- _REQUIRED ACTION_
Take from the records below each line that holds "axum".

START INFORMATION PROVIDED

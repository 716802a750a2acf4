#![allow(dead_code)]

use std::sync::Arc;

use axum::body::Body;
use axum::http::{Method, Request, Response};
use axum::Router;
use http_body_util::BodyExt;
use sqlx::PgPool;
use tower::ServiceExt;

use bitchore_api::auth::jwt::{generate_access_token, JwtConfig};
use bitchore_api::auth::password::hash_password;
use bitchore_api::config::ServerConfig;
use bitchore_api::router::build_app_router;
use bitchore_api::state::AppState;
use bitchore_core::chore::{ChecklistItem, Chore, ChoreFields, NewChore};
use bitchore_core::roles::Role;
use bitchore_db::models::user::{CreateUser, User};
use bitchore_db::repositories::{ChoreRepo, UserRepo};

pub const TEST_PASSWORD: &str = "password123";
pub const TEST_INVITE_TOKEN: &str = "household-admin-invite";

/// Test configuration with a fixed secret and invite token.
pub fn test_config() -> ServerConfig {
    ServerConfig {
        host: "127.0.0.1".to_string(),
        port: 0,
        cors_origins: vec!["http://localhost:5173".to_string()],
        request_timeout_secs: 30,
        admin_invite_token: Some(TEST_INVITE_TOKEN.to_string()),
        jwt: JwtConfig {
            secret: "test-secret-that-is-long-enough-for-hmac".to_string(),
            access_token_expiry_mins: 60,
        },
    }
}

/// The production router and middleware stack over `pool`.
pub fn build_test_app(pool: PgPool) -> Router {
    build_app_router(AppState {
        pool,
        config: Arc::new(test_config()),
    })
}

// ---------------------------------------------------------------------------
// Fixtures
// ---------------------------------------------------------------------------

/// Insert a user whose password is [`TEST_PASSWORD`].
pub async fn create_user(pool: &PgPool, name: &str, role: Role) -> User {
    let input = CreateUser {
        name: name.to_string(),
        email: format!("{}@home.test", name.to_lowercase()),
        password_hash: hash_password(TEST_PASSWORD).expect("hashing should succeed"),
        role,
        profile_image_url: None,
    };
    UserRepo::create(pool, &input)
        .await
        .expect("user creation should succeed")
}

/// Insert a chore directly, bypassing the API.
pub async fn create_chore(
    pool: &PgPool,
    created_by: &User,
    title: &str,
    assigned_to: &[&User],
    checklist: &[&str],
) -> Chore {
    let fields = ChoreFields {
        title: title.to_string(),
        description: format!("{title} description"),
        assigned_to: assigned_to.iter().map(|u| u.id).collect(),
        todo_checklist: checklist.iter().map(|t| ChecklistItem::new(*t)).collect(),
        ..Default::default()
    };
    ChoreRepo::create(pool, &NewChore::new(created_by.id, fields))
        .await
        .expect("chore creation should succeed")
}

pub fn token_for(user: &User) -> String {
    let role = user.role().expect("fixture users have valid roles");
    generate_access_token(user.id, role, &test_config().jwt).expect("token generation should succeed")
}

// ---------------------------------------------------------------------------
// Request helpers
// ---------------------------------------------------------------------------

async fn send(
    app: Router,
    method: Method,
    uri: &str,
    token: Option<&str>,
    body: Option<serde_json::Value>,
) -> Response<Body> {
    let mut builder = Request::builder().method(method).uri(uri);
    if let Some(token) = token {
        builder = builder.header("authorization", format!("Bearer {token}"));
    }
    let request = match body {
        Some(json) => builder
            .header("content-type", "application/json")
            .body(Body::from(json.to_string())),
        None => builder.body(Body::empty()),
    }
    .unwrap();
    app.oneshot(request).await.unwrap()
}

pub async fn get(app: Router, uri: &str) -> Response<Body> {
    send(app, Method::GET, uri, None, None).await
}

pub async fn get_auth(app: Router, uri: &str, token: &str) -> Response<Body> {
    send(app, Method::GET, uri, Some(token), None).await
}

pub async fn post_json(app: Router, uri: &str, body: serde_json::Value) -> Response<Body> {
    send(app, Method::POST, uri, None, Some(body)).await
}

pub async fn post_json_auth(
    app: Router,
    uri: &str,
    token: &str,
    body: serde_json::Value,
) -> Response<Body> {
    send(app, Method::POST, uri, Some(token), Some(body)).await
}

pub async fn put_json_auth(
    app: Router,
    uri: &str,
    token: &str,
    body: serde_json::Value,
) -> Response<Body> {
    send(app, Method::PUT, uri, Some(token), Some(body)).await
}

pub async fn delete_auth(app: Router, uri: &str, token: &str) -> Response<Body> {
    send(app, Method::DELETE, uri, Some(token), None).await
}

pub async fn body_bytes(response: Response<Body>) -> Vec<u8> {
    response
        .into_body()
        .collect()
        .await
        .expect("body should be readable")
        .to_bytes()
        .to_vec()
}

pub async fn body_json(response: Response<Body>) -> serde_json::Value {
    let bytes = body_bytes(response).await;
    serde_json::from_slice(&bytes).expect("body should be JSON")
}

END INFORMATION PROVIDED

- _WRITTEN ANSWER_
use axum::body::Body;
use axum::http::{Method, Request, Response};
use axum::Router;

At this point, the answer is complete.